1 Mumbai, India
India is an exercise in sensory overload wherever you might wind up on the subcontinent. The mad blur of colours, noises and tastes is dizzying – and, especially in its largest city, the stink is intoxicating, too.
Fittingly for Mumbai, India’s epicentre of jumbled mayhem – where the rich fill swanky bars and the poor pack into slums, where grand colonial buildings are the backdrop to frantic bazaars, and where the multi-coloured mysticism of Hinduism rubs up against the monochrome austerity of Islam – the smells range from the sublime to the sickening.

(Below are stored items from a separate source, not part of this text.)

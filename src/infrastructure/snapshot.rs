// PNG snapshot of the committed fleet dataset
//
// Layout: one panel per equipment in a three-column grid. Each panel plots the
// daily series against a fixed 70-100 axis with a dashed KPI line and an
// average bar along the bottom.
use crate::domain::equipment::parse_hex_color;
use crate::domain::fleet::{EquipmentSeries, KPI_THRESHOLD};
use crate::domain::period::Period;
use image::{DynamicImage, ImageOutputFormat, Rgb, RgbImage};
use std::io::Cursor;

const COLUMNS: u32 = 3;
const PANEL_WIDTH: u32 = 360;
const PANEL_HEIGHT: u32 = 220;
const GAP: u32 = 24;
const PADDING: u32 = 16;
const AVG_BAR_HEIGHT: u32 = 10;

const AXIS_MIN: f64 = 70.0;
const AXIS_MAX: f64 = 100.0;
const GRID_LINES: [f64; 4] = [70.0, 80.0, 90.0, 100.0];

const BACKGROUND: Rgb<u8> = Rgb([0xf8, 0xfa, 0xfc]);
const PANEL: Rgb<u8> = Rgb([0xff, 0xff, 0xff]);
const BORDER: Rgb<u8> = Rgb([0xe2, 0xe8, 0xf0]);
const GRID: Rgb<u8> = Rgb([0xf1, 0xf5, 0xf9]);
const KPI_LINE: Rgb<u8> = Rgb([0xf4, 0x3f, 0x5e]);
const TRACK: Rgb<u8> = Rgb([0xe2, 0xe8, 0xf0]);

/// Canvas size in pixels for `count` panels at `scale`.
pub fn canvas_size(count: usize, scale: u32) -> (u32, u32) {
    let rows = (count as u32).div_ceil(COLUMNS);
    let width = GAP + COLUMNS * (PANEL_WIDTH + GAP);
    let height = GAP + rows * (PANEL_HEIGHT + GAP);
    (width * scale, height * scale)
}

pub fn render_png(series: &[EquipmentSeries], scale: u32) -> anyhow::Result<Vec<u8>> {
    let scale = scale.clamp(1, 4);
    let (width, height) = canvas_size(series.len(), scale);
    let mut canvas = Canvas {
        image: RgbImage::from_pixel(width, height, BACKGROUND),
        scale,
    };

    for (index, s) in series.iter().enumerate() {
        let column = index as u32 % COLUMNS;
        let row = index as u32 / COLUMNS;
        let x = GAP + column * (PANEL_WIDTH + GAP);
        let y = GAP + row * (PANEL_HEIGHT + GAP);
        canvas.draw_panel(x, y, s);
    }

    let mut bytes = Vec::new();
    DynamicImage::ImageRgb8(canvas.image).write_to(&mut Cursor::new(&mut bytes), ImageOutputFormat::Png)?;
    Ok(bytes)
}

pub fn png_filename(period: Period) -> String {
    format!("Fleet_Dashboard_{}_{}.png", period.month_name(), period.year())
}

/// Draws in unscaled layout units; `scale` is applied per pixel.
struct Canvas {
    image: RgbImage,
    scale: u32,
}

impl Canvas {
    fn draw_panel(&mut self, x: u32, y: u32, series: &EquipmentSeries) {
        let color = series_color(series);

        self.fill_rect(x, y, PANEL_WIDTH, PANEL_HEIGHT, BORDER);
        self.fill_rect(x + 1, y + 1, PANEL_WIDTH - 2, PANEL_HEIGHT - 2, PANEL);
        // Header stripe in the equipment color
        self.fill_rect(x + 1, y + 1, PANEL_WIDTH - 2, 4, color);

        let plot_x = x + PADDING;
        let plot_y = y + PADDING + 4;
        let plot_w = PANEL_WIDTH - 2 * PADDING;
        let plot_h = PANEL_HEIGHT - 3 * PADDING - 4 - AVG_BAR_HEIGHT;

        let to_y = |value: f64| -> f64 {
            let clamped = value.clamp(AXIS_MIN, AXIS_MAX);
            plot_y as f64 + (AXIS_MAX - clamped) / (AXIS_MAX - AXIS_MIN) * plot_h as f64
        };

        for level in GRID_LINES {
            let gy = to_y(level).round() as u32;
            self.fill_rect(plot_x, gy, plot_w, 1, GRID);
        }

        let kpi_y = to_y(KPI_THRESHOLD).round() as u32;
        let mut dash_x = plot_x;
        while dash_x < plot_x + plot_w {
            let len = 6_u32.min(plot_x + plot_w - dash_x);
            self.fill_rect(dash_x, kpi_y, len, 1, KPI_LINE);
            dash_x += 10;
        }

        let readings = series.readings();
        let step = if series.days() > 1 {
            plot_w as f64 / (series.days() - 1) as f64
        } else {
            0.0
        };
        let points: Vec<(f64, f64)> = readings
            .iter()
            .enumerate()
            .map(|(i, r)| (plot_x as f64 + i as f64 * step, to_y(r.value)))
            .collect();

        for pair in points.windows(2) {
            self.draw_line(pair[0], pair[1], color);
        }
        for &(px, py) in &points {
            self.fill_rect(px.round() as u32, py.round() as u32, 2, 2, color);
        }

        // Average bar: full track is 100%
        let bar_y = y + PANEL_HEIGHT - PADDING - AVG_BAR_HEIGHT;
        self.fill_rect(plot_x, bar_y, plot_w, AVG_BAR_HEIGHT, TRACK);
        let filled = (series.avg().clamp(0.0, 100.0) / 100.0 * plot_w as f64).round() as u32;
        self.fill_rect(plot_x, bar_y, filled, AVG_BAR_HEIGHT, color);
    }

    fn fill_rect(&mut self, x: u32, y: u32, w: u32, h: u32, color: Rgb<u8>) {
        let s = self.scale;
        let x_end = ((x + w) * s).min(self.image.width());
        let y_end = ((y + h) * s).min(self.image.height());
        for py in (y * s)..y_end {
            for px in (x * s)..x_end {
                self.image.put_pixel(px, py, color);
            }
        }
    }

    /// Bresenham line, one layout unit thick.
    fn draw_line(&mut self, from: (f64, f64), to: (f64, f64), color: Rgb<u8>) {
        let (mut x0, mut y0) = (from.0.round() as i64, from.1.round() as i64);
        let (x1, y1) = (to.0.round() as i64, to.1.round() as i64);
        let dx = (x1 - x0).abs();
        let dy = -(y1 - y0).abs();
        let sx = if x0 < x1 { 1 } else { -1 };
        let sy = if y0 < y1 { 1 } else { -1 };
        let mut err = dx + dy;

        loop {
            if x0 >= 0 && y0 >= 0 {
                self.fill_rect(x0 as u32, y0 as u32, 1, 1, color);
            }
            if x0 == x1 && y0 == y1 {
                break;
            }
            let e2 = 2 * err;
            if e2 >= dy {
                err += dy;
                x0 += sx;
            }
            if e2 <= dx {
                err += dx;
                y0 += sy;
            }
        }
    }
}

fn series_color(series: &EquipmentSeries) -> Rgb<u8> {
    let [r, g, b] = parse_hex_color(series.color).unwrap_or([0x64, 0x74, 0x8b]);
    Rgb([r, g, b])
}
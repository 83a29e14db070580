// Reporting period domain model
use super::error::FleetError;
use chrono::{Datelike, NaiveDate};
use serde::Serialize;

pub const MONTHS: [&str; 12] = [
    "January",
    "February",
    "March",
    "April",
    "May",
    "June",
    "July",
    "August",
    "September",
    "October",
    "November",
    "December",
];

/// A calendar month. `month` is zero-based (0 = January).
#[derive(Debug, Clone, Copy, PartialEq, Eq, Serialize)]
pub struct Period {
    month: u32,
    year: i32,
}

impl Period {
    pub fn new(month: u32, year: i32) -> Result<Self, FleetError> {
        if month > 11 {
            return Err(FleetError::InvalidMonth(month));
        }
        if !(1..=9999).contains(&year) {
            return Err(FleetError::InvalidYear(year));
        }
        Ok(Self { month, year })
    }

    pub fn month(&self) -> u32 {
        self.month
    }

    pub fn year(&self) -> i32 {
        self.year
    }

    pub fn month_name(&self) -> &'static str {
        MONTHS[self.month as usize]
    }

    pub fn month_abbrev(&self) -> &'static str {
        &self.month_name()[..3]
    }

    /// Number of days in the month, Gregorian leap rules included.
    pub fn days(&self) -> usize {
        let (next_year, next_month) = if self.month == 11 {
            (self.year + 1, 1)
        } else {
            (self.year, self.month + 2)
        };

        // `new` limits years to 1..=9999, so both dates exist (chrono accepts 10000).
        let last = NaiveDate::from_ymd_opt(next_year, next_month, 1)
            .and_then(|first_of_next| first_of_next.pred_opt())
            .expect("month end is a valid date for years 1..=9999");
        last.day() as usize
    }

    /// Day label such as "1 Jan". `day_index` is zero-based.
    pub fn day_label(&self, day_index: usize) -> String {
        format!("{} {}", day_index + 1, self.month_abbrev())
    }

    /// Human label such as "January 2025".
    pub fn label(&self) -> String {
        format!("{} {}", self.month_name(), self.year)
    }
}
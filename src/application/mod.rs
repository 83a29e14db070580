// Application layer - Use cases over the fleet dataset
pub mod activity_log;
pub mod fleet_service;
pub mod report_generator;
pub mod report_service;
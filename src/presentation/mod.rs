// Presentation layer - HTTP surface
pub mod app_state;
pub mod handlers;
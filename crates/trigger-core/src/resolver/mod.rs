//! Parameter resolver: raw request → [`ResolvedInput`].
//!
//! # How resolution works
//!
//! For every [`ParameterSpec`] of a trigger the resolver:
//!
//! 1. Looks the raw value up at the spec's source through [`RequestSource`].
//! 2. Coerces it into the declared [`ParamType`](crate::domain::ParamType).
//! 3. Falls back to the spec's default when the value is absent.
//!
//! Problems are **collected, not thrown**: a request missing three required
//! fields and carrying one malformed integer yields a single
//! [`ValidationError`] listing all four.  Clients see every problem in one
//! response instead of fixing them one round-trip at a time.

mod coerce;
pub mod request;

use std::collections::BTreeMap;
use std::fmt;

use serde_json::Value;

use crate::domain::{Failure, ParamSource, ParameterSpec, ResolvedInput};

pub use request::{BodyDocument, InboundRequest, RawValue, RequestSource, SocketEvent};

/// Message recorded for a required field that is absent and has no default.
pub const MISSING_FIELD: &str = "is required";

// ── ValidationError ───────────────────────────────────────────────────────────

/// Every field-level problem found while resolving one request.
#[derive(Debug, Clone, Default, PartialEq, Eq)]
pub struct ValidationError {
    fields: BTreeMap<String, String>,
}

impl ValidationError {
    /// Records a problem for `field`.  A second problem for the same field is
    /// appended to the first.
    pub fn record(&mut self, field: &str, message: impl Into<String>) {
        let message = message.into();
        self.fields
            .entry(field.to_owned())
            .and_modify(|existing| {
                existing.push_str("; ");
                existing.push_str(&message);
            })
            .or_insert(message);
    }

    pub fn fields(&self) -> &BTreeMap<String, String> {
        &self.fields
    }

    pub fn field_names(&self) -> Vec<&str> {
        self.fields.keys().map(String::as_str).collect()
    }

    pub fn len(&self) -> usize {
        self.fields.len()
    }

    pub fn is_empty(&self) -> bool {
        self.fields.is_empty()
    }
}

impl fmt::Display for ValidationError {
    fn fmt(&self, f: &mut fmt::Formatter<'_>) -> fmt::Result {
        write!(
            f,
            "invalid request parameters: {}",
            self.field_names().join(", ")
        )
    }
}

impl std::error::Error for ValidationError {}

impl From<ValidationError> for Failure {
    /// `details` maps each offending field to its message, e.g.
    /// `{"id": "not an integer"}`.
    fn from(error: ValidationError) -> Self {
        let message = error.to_string();
        let details = error
            .fields
            .into_iter()
            .map(|(field, msg)| (field, Value::String(msg)))
            .collect();
        Failure::validation(message).with_details(Value::Object(details))
    }
}

// ── resolve ───────────────────────────────────────────────────────────────────

/// Resolves `specs` against `request`.
///
/// # Errors
///
/// Returns one [`ValidationError`] naming every field that was missing or
/// failed coercion, plus an entry keyed by the source name (`"body"`,
/// `"query"`) when a source the specs read could not be decoded at all.
pub fn resolve<R>(specs: &[ParameterSpec], request: &R) -> Result<ResolvedInput, ValidationError>
where
    R: RequestSource + ?Sized,
{
    let mut input = ResolvedInput::new();
    let mut errors = ValidationError::default();

    for source in [ParamSource::Body, ParamSource::Query] {
        if specs.iter().any(|spec| spec.source == source) {
            if let Some(reason) = request.source_error(source) {
                errors.record(source.as_str(), format!("could not be decoded: {reason}"));
            }
        }
    }

    for spec in specs {
        match request.lookup(spec.source, spec.lookup_key()) {
            Some(raw) => match coerce::coerce(raw, spec.ty) {
                Ok(value) => input.insert(spec.field.as_str(), value),
                Err(message) => errors.record(&spec.field, message),
            },
            None => match &spec.default {
                Some(default) => input.insert(spec.field.as_str(), default.clone()),
                None if spec.required => errors.record(&spec.field, MISSING_FIELD),
                None => {}
            },
        }
    }

    if errors.is_empty() {
        Ok(input)
    } else {
        Err(errors)
    }
}

// ── Tests ─────────────────────────────────────────────────────────────────────
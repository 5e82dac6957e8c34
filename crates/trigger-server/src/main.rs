//! trigger-server entry point.
//!
//! Loads settings and service metadata, binds the demo use-case catalog to the
//! declared HTTP and WebSocket triggers, and serves them until Ctrl+C.
//!
//! # Usage
//!
//! ```text
//! trigger-server [OPTIONS]
//!
//! Options:
//!   --config <PATH>        Settings file [default: trigger-server.toml]
//!   --metadata <PATH>      Service metadata file (overrides [metadata] path)
//!   --bind <ADDR>          Listen address (overrides [server] bind_address)
//!   --http-port <PORT>     HTTP port (overrides [server] http_port)
//!   --ws-port <PORT>       WebSocket port (overrides [websocket] port)
//!   --enable-websocket     Serve WebSocket triggers
//!   --enable-cors          Apply the CORS policy to HTTP routes
//!   --check                Validate settings, metadata and bindings, then exit
//! ```
//!
//! # Environment variable overrides
//!
//! | Variable                  | Flag                 |
//! |---------------------------|----------------------|
//! | `TRIGGER_CONFIG`          | `--config`           |
//! | `TRIGGER_METADATA`        | `--metadata`         |
//! | `TRIGGER_BIND`            | `--bind`             |
//! | `TRIGGER_HTTP_PORT`       | `--http-port`        |
//! | `TRIGGER_WS_PORT`         | `--ws-port`          |
//!
//! `RUST_LOG` takes precedence over `[logging] level`.
//!
//! # Startup order
//!
//! Every binding is registered and checked for conflicts *before* any
//! listener is bound, so a bad metadata file never leaves a half-served port.

use std::path::PathBuf;

use anyhow::Context;
use clap::Parser;
use tokio::net::TcpListener;
use tokio::sync::watch;
use tracing::{info, warn};
use tracing_subscriber::EnvFilter;

use trigger_core::bind;
use trigger_server::application::demo_catalog;
use trigger_server::domain::ServerSettings;
use trigger_server::infrastructure::{
    bind_service, load_metadata, load_settings, run_server, serve_http,
};

// ── CLI argument definitions ──────────────────────────────────────────────────

/// Serves metadata-declared use cases over HTTP and WebSocket.
#[derive(Debug, Parser)]
#[command(
    name = "trigger-server",
    about = "Binds use cases to HTTP routes and WebSocket events from service metadata",
    version
)]
struct Cli {
    /// Settings file.  A missing file means defaults.
    #[arg(long, default_value = "trigger-server.toml", env = "TRIGGER_CONFIG")]
    config: PathBuf,

    /// Service metadata file (`.toml` or `.json`).
    #[arg(long, env = "TRIGGER_METADATA")]
    metadata: Option<PathBuf>,

    /// IP address both listeners bind to.
    #[arg(long, env = "TRIGGER_BIND")]
    bind: Option<String>,

    /// HTTP listener port.
    #[arg(long, env = "TRIGGER_HTTP_PORT")]
    http_port: Option<u16>,

    /// WebSocket listener port.
    #[arg(long, env = "TRIGGER_WS_PORT")]
    ws_port: Option<u16>,

    /// Serve WebSocket triggers even if the settings file disables them.
    #[arg(long)]
    enable_websocket: bool,

    /// Apply CORS even if the settings file disables it.
    #[arg(long)]
    enable_cors: bool,

    /// Validate everything and exit without listening.
    #[arg(long)]
    check: bool,
}

impl Cli {
    /// Applies command-line overrides on top of file settings.
    fn apply(&self, settings: &mut ServerSettings) {
        if let Some(path) = &self.metadata {
            settings.metadata.path = path.clone();
        }
        if let Some(bind) = &self.bind {
            settings.server.bind_address = bind.clone();
        }
        if let Some(port) = self.http_port {
            settings.server.http_port = port;
        }
        if let Some(port) = self.ws_port {
            settings.websocket.port = port;
        }
        if self.enable_websocket {
            settings.websocket.enabled = true;
        }
        if self.enable_cors {
            settings.cors.enabled = true;
        }
    }
}

// ── Entry point ───────────────────────────────────────────────────────────────

#[tokio::main]
async fn main() -> anyhow::Result<()> {
    let cli = Cli::parse();

    let mut settings = load_settings(&cli.config)?;
    cli.apply(&mut settings);

    // ── Logging setup ─────────────────────────────────────────────────────────
    //
    // `RUST_LOG` wins; otherwise the configured level; `info` if that is not a
    // valid filter either.
    let filter = EnvFilter::try_from_default_env()
        .or_else(|_| EnvFilter::try_new(&settings.logging.level))
        .unwrap_or_else(|_| EnvFilter::new("info"));
    tracing_subscriber::fmt().with_env_filter(filter).init();

    // ── Bind metadata to implementations ──────────────────────────────────────
    let metadata = load_metadata(&settings.metadata.path)?;
    let descriptors = bind(&metadata, &demo_catalog())
        .with_context(|| format!("service '{}' has malformed triggers", metadata.name))?;
    let cors = settings.cors_policy()?;
    let service = bind_service(&descriptors, cors)
        .with_context(|| format!("service '{}' could not be bound", metadata.name))?;

    info!(
        service = %metadata.name,
        use_cases = service.summary.use_cases,
        http_routes = service.summary.http_routes,
        socket_events = service.summary.socket_events,
        "bindings ready"
    );

    if cli.check {
        println!(
            "ok: {} use case(s), {} HTTP route(s), {} WebSocket event(s)",
            service.summary.use_cases, service.summary.http_routes, service.summary.socket_events
        );
        return Ok(());
    }

    // ── Listeners ─────────────────────────────────────────────────────────────
    let http_addr = settings.http_addr()?;
    let http_listener = TcpListener::bind(http_addr)
        .await
        .with_context(|| format!("failed to bind HTTP listener on {http_addr}"))?;

    let ws_listener = if settings.websocket.enabled {
        let ws_addr = settings.ws_addr()?;
        let listener = TcpListener::bind(ws_addr)
            .await
            .with_context(|| format!("failed to bind WebSocket listener on {ws_addr}"))?;
        Some(listener)
    } else {
        if !service.sockets.is_empty() {
            warn!("WebSocket triggers are declared but the WebSocket server is disabled");
        }
        None
    };

    // ── Graceful shutdown ─────────────────────────────────────────────────────
    let (shutdown_tx, shutdown_rx) = watch::channel(false);
    tokio::spawn(async move {
        match tokio::signal::ctrl_c().await {
            Ok(()) => {
                info!("received Ctrl+C, shutting down");
                shutdown_tx.send(true).ok();
            }
            Err(e) => tracing::error!("failed to listen for Ctrl+C signal: {e}"),
        }
        // Keep the sender alive until shutdown so receivers never see it drop early.
        shutdown_tx.closed().await;
    });

    // ── Serve ─────────────────────────────────────────────────────────────────
    let http = serve_http(http_listener, service.router, shutdown_rx.clone());
    match ws_listener {
        Some(listener) => {
            let ws = run_server(listener, service.sockets, shutdown_rx);
            tokio::try_join!(http, ws)?;
        }
        None => http.await?,
    }

    info!("trigger-server stopped");
    Ok(())
}

// ── Tests ─────────────────────────────────────────────────────────────────────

The air is thick with the scent of India’s spices – cinnamon, cardamom, clove. It’s also clouded by exhaust fumes from the capital’s traffic-jammed roads, the smell of stagnant water rising from the gutters, invigorating salty sea air, piles of rotting vegetables steaming mounds of cow shit (as the sacred animals can wander wherever they please), and the collective body odour of Mumbai’s 20.5m sweaty citizens dashing about their business in the tropical heat. Sure, Mumbai reeks, but what else would you expect from such an energetically manic metropolis? The only solution is to dive in.
Get swept away in the city’s labyrinthine bazaars, check out the incongruously litter-free Chowpatty Beach, escape to the serene cave temples of Elephanta Island in the middle of Mumbai harbour, then party among India’s most famous Bollywood stars until dawn.
Still standing? Good, because there’s plenty more to see. Promenade hand-in-hand as the sun sets at Marine Drive, gawp at the private palaces and exclusive apartments of Malabar Hill, and be sure to make time for the best of Mumbai’s exhilarating music, theatre and dance movements.
But whatever you do, it will be accompanied by the smell of the city – an unforgettable perfume mixed from an eclectic bundle of human life, at once thrilling and repellent.
Mumbai couldn’t, and shouldn’t, smell any other way.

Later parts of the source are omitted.